Escola de SP que recusar negociação de mensalidade poderá ser multada

LAÍSA DALL'AGNOL

SÃO PAULO, SP (FOLHAPRESS) - O Procon-SP e o Sieeesp (Sindicato dos Estabelecimentos de Ensino do Estado de SP) firmaram nesta segunda-feira (11) um acordo que estabelece diretrizes para a negociação das mensalidades das instituições privadas de serviços educacionais durante a pandemia do coronavírus.

Um dos pontos definidos com o termo é que a escola que se recusar a negociar com os pais em sete dias poderá ser multada por prática abusiva, por infração ao Código de Defesa do Consumidor, afirma o Procon.

O acordo determina que deverão entrar na negociação alternativas para o pagamento, como maior número de parcelas ou desconto no valor das mensalidades.

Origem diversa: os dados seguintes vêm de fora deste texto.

//! Constant option sources for select fields

use serde::{Deserialize, Serialize};
use std::fmt;

/// A selectable `{value, label}` pair
#[derive(Debug, Clone, Copy, PartialEq, Eq)]
pub struct SelectOption {
    pub value: &'static str,
    pub label: &'static str,
}

impl SelectOption {
    pub const fn new(value: &'static str, label: &'static str) -> Self {
        Self { value, label }
    }
}

/// Content type discriminant
#[derive(Debug, Clone, Copy, PartialEq, Eq, Hash, Default, Serialize, Deserialize)]
pub enum ContentType {
    #[default]
    #[serde(rename = "Blog Post")]
    BlogPost,
    #[serde(rename = "Product Listing")]
    ProductListing,
    #[serde(rename = "Event")]
    Event,
}

impl ContentType {
    pub const ALL: [ContentType; 3] = [Self::BlogPost, Self::ProductListing, Self::Event];

    /// Wire value stored in the form and emitted in the output record
    pub fn value(&self) -> &'static str {
        match self {
            Self::BlogPost => "Blog Post",
            Self::ProductListing => "Product Listing",
            Self::Event => "Event",
        }
    }

    pub fn label(&self) -> &'static str {
        self.value()
    }

    /// Parse a wire value; `None` for empty or unrecognized values
    pub fn from_value(value: &str) -> Option<Self> {
        Self::ALL.into_iter().find(|t| t.value() == value)
    }
}

impl fmt::Display for ContentType {
    fn fmt(&self, f: &mut fmt::Formatter<'_>) -> fmt::Result {
        f.write_str(self.value())
    }
}

pub const CONTENT_TYPE_OPTIONS: &[SelectOption] = &[
    SelectOption::new("Blog Post", "Blog Post"),
    SelectOption::new("Product Listing", "Product Listing"),
    SelectOption::new("Event", "Event"),
];

pub const PRODUCT_CATEGORY_OPTIONS: &[SelectOption] = &[
    SelectOption::new("Electronics", "Electronics"),
    SelectOption::new("Clothing", "Clothing"),
    SelectOption::new("Home & Garden", "Home & Garden"),
    SelectOption::new("Books", "Books"),
    SelectOption::new("Toys", "Toys"),
];

/// Find the label for a value in an option list
pub fn label_for(options: &[SelectOption], value: &str) -> Option<&'static str> {
    options.iter().find(|o| o.value == value).map(|o| o.label)
}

Além disso, não poderão ser exigidos documentos cobertos pelo sigilo fiscal e bancário (como, por exemplo, extrato do Imposto de Renda ou bancário), apenas aqueles que forem estritamente necessários e que comprovem a falta de condição de pagamento.

O Procon-SP diz que recebeu mais de 5.000 reclamações de pais de alunos relatando que não conseguiam negociar com estas instituições. Diante da demanda, divulgou uma Nota Técnica na última quinta-feira (7), obrigando esses estabelecimentos a darem algum percentual de desconto.

Após dessa divulgação, as instituições de ensino procuraram o Procon-SP por meio do sindicato para um acordo, no qual se obrigam a negociar com os pais e, assim evitar que o consumidor fique inadimplente ou endividado, afirma o órgão de defesa ao consumidor.

Também nesta segunda-feira (11), a Senacon (Secretaria Nacional do Consumidor), órgão do Ministério da Justiça, emitiu nota técnica se posicionando contra os descontos lineares. A secretaria defende que os descontos devem ser avaliados caso a caso.

"O objetivo da manifestação é orientar a atuação dos órgãos locais de defesa do consumidor e reforçar o compromisso das instituições de ensino no sentido de ampliar seus canais de comunicação, assim como assegurar a proteção dos direitos sem comprometer a continuidade da oferta do serviço por parte dessas instituições", diz a nota.

"As situações particulares que ensejam descontos devem ser analisadas caso a caso, de forma responsável e proporcional às situações dos consumidores mais vulneráveis que perderam seus postos de trabalho, mas deve considerar, também, o perfil das instituições de ensino e a forma de prestação alternativa adotada."